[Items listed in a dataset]
☆ ☆ ☆
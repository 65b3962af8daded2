//! Process-wide table of live shuffles.
//!
//! The registry is the only shared mutable state in the server: a map from
//! 16-byte identifier to live shuffle, behind a read-writer lock (many
//! concurrent lookups, exclusive insert/remove). It is owned by the
//! [`crate::server::Server`] value and handed to connection tasks; there
//! are no process globals.

use crate::codec::{RowCodec, ShuffleSchema};
use crate::core::error::{ShuffleError, ShuffleResult};
use crate::store::Store;
use parking_lot::RwLock;
use rand::rngs::OsRng;
use rand::RngCore;
use std::collections::HashMap;
use std::fmt;
use std::sync::Arc;
use std::time::SystemTime;

/// Opaque 16-byte shuffle identifier, minted from a cryptographically
/// secure source at START.
#[derive(Clone, Copy, PartialEq, Eq, Hash)]
pub struct ShuffleId([u8; 16]);

impl ShuffleId {
    /// Mint a fresh random identifier.
    pub fn mint() -> Self {
        let mut bytes = [0u8; 16];
        OsRng.fill_bytes(&mut bytes);
        Self(bytes)
    }

    pub fn from_bytes(bytes: [u8; 16]) -> Self {
        Self(bytes)
    }

    pub fn as_bytes(&self) -> &[u8; 16] {
        &self.0
    }

    /// Hex rendering used in logs and scratch directory names.
    pub fn to_hex(&self) -> String {
        self.0.iter().map(|b| format!("{b:02x}")).collect()
    }
}

impl fmt::Display for ShuffleId {
    fn fmt(&self, f: &mut fmt::Formatter<'_>) -> fmt::Result {
        f.write_str(&self.to_hex())
    }
}

impl fmt::Debug for ShuffleId {
    fn fmt(&self, f: &mut fmt::Formatter<'_>) -> fmt::Result {
        write!(f, "ShuffleId({self})")
    }
}

/// One live shuffle: its schema, codec, and backing store.
pub struct Shuffle {
    id: ShuffleId,
    schema: ShuffleSchema,
    codec: RowCodec,
    store: Store,
    created_at: SystemTime,
}

impl Shuffle {
    pub fn new(id: ShuffleId, schema: ShuffleSchema, codec: RowCodec, store: Store) -> Self {
        Self {
            id,
            schema,
            codec,
            store,
            created_at: SystemTime::now(),
        }
    }

    pub fn id(&self) -> ShuffleId {
        self.id
    }

    pub fn schema(&self) -> &ShuffleSchema {
        &self.schema
    }

    pub fn codec(&self) -> &RowCodec {
        &self.codec
    }

    pub fn store(&self) -> &Store {
        &self.store
    }

    pub fn created_at(&self) -> SystemTime {
        self.created_at
    }
}

/// identifier → live shuffle table.
#[derive(Default)]
pub struct ShuffleRegistry {
    shuffles: RwLock<HashMap<ShuffleId, Arc<Shuffle>>>,
}

impl ShuffleRegistry {
    pub fn new() -> Self {
        Self::default()
    }

    /// Register a new shuffle under its identifier.
    pub fn insert(&self, shuffle: Arc<Shuffle>) {
        self.shuffles.write().insert(shuffle.id(), shuffle);
    }

    /// Look up a live shuffle.
    pub fn get(&self, id: &ShuffleId) -> Option<Arc<Shuffle>> {
        self.shuffles.read().get(id).cloned()
    }

    /// Look up a live shuffle, mapping absence to `UnknownShuffle`.
    pub fn resolve(&self, id: &ShuffleId) -> ShuffleResult<Arc<Shuffle>> {
        self.get(id).ok_or_else(|| ShuffleError::UnknownShuffle {
            id_hex: id.to_hex(),
        })
    }

    /// Remove a shuffle and close its store.
    ///
    /// Returns whether an entry existed. Close failures are logged, not
    /// surfaced: the shuffle is already unreachable.
    pub fn remove(&self, id: &ShuffleId) -> bool {
        let removed = self.shuffles.write().remove(id);
        match removed {
            Some(shuffle) => {
                if let Err(error) = shuffle.store().close() {
                    tracing::warn!(shuffle = %id, %error, "failed to close store on remove");
                }
                true
            }
            None => false,
        }
    }

    /// Number of live shuffles.
    pub fn len(&self) -> usize {
        self.shuffles.read().len()
    }

    pub fn is_empty(&self) -> bool {
        self.shuffles.read().is_empty()
    }

    /// Close every live shuffle (server shutdown).
    pub fn drain(&self) {
        let drained: Vec<Arc<Shuffle>> = self.shuffles.write().drain().map(|(_, s)| s).collect();
        for shuffle in drained {
            if let Err(error) = shuffle.store().close() {
                tracing::warn!(shuffle = %shuffle.id(), %error, "failed to close store on drain");
            }
        }
    }
}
☆ ☆ ☆
## Problem description
Beginning at the top of the records above, transcribe each line exactly up to and including the line that holds "use parking_lot::RwLock;".

## Answer box
repository 65b3962af8daded2
//! Process-wide table of live shuffles.
//!
//! The registry is the only shared mutable state in the server: a map from
//! 16-byte identifier to live shuffle, behind a read-writer lock (many
//! concurrent lookups, exclusive insert/remove). It is owned by the
//! [`crate::server::Server`] value and handed to connection tasks; there
//! are no process globals.

use crate::codec::{RowCodec, ShuffleSchema};
use crate::core::error::{ShuffleError, ShuffleResult};
use crate::store::Store;
use parking_lot::RwLock;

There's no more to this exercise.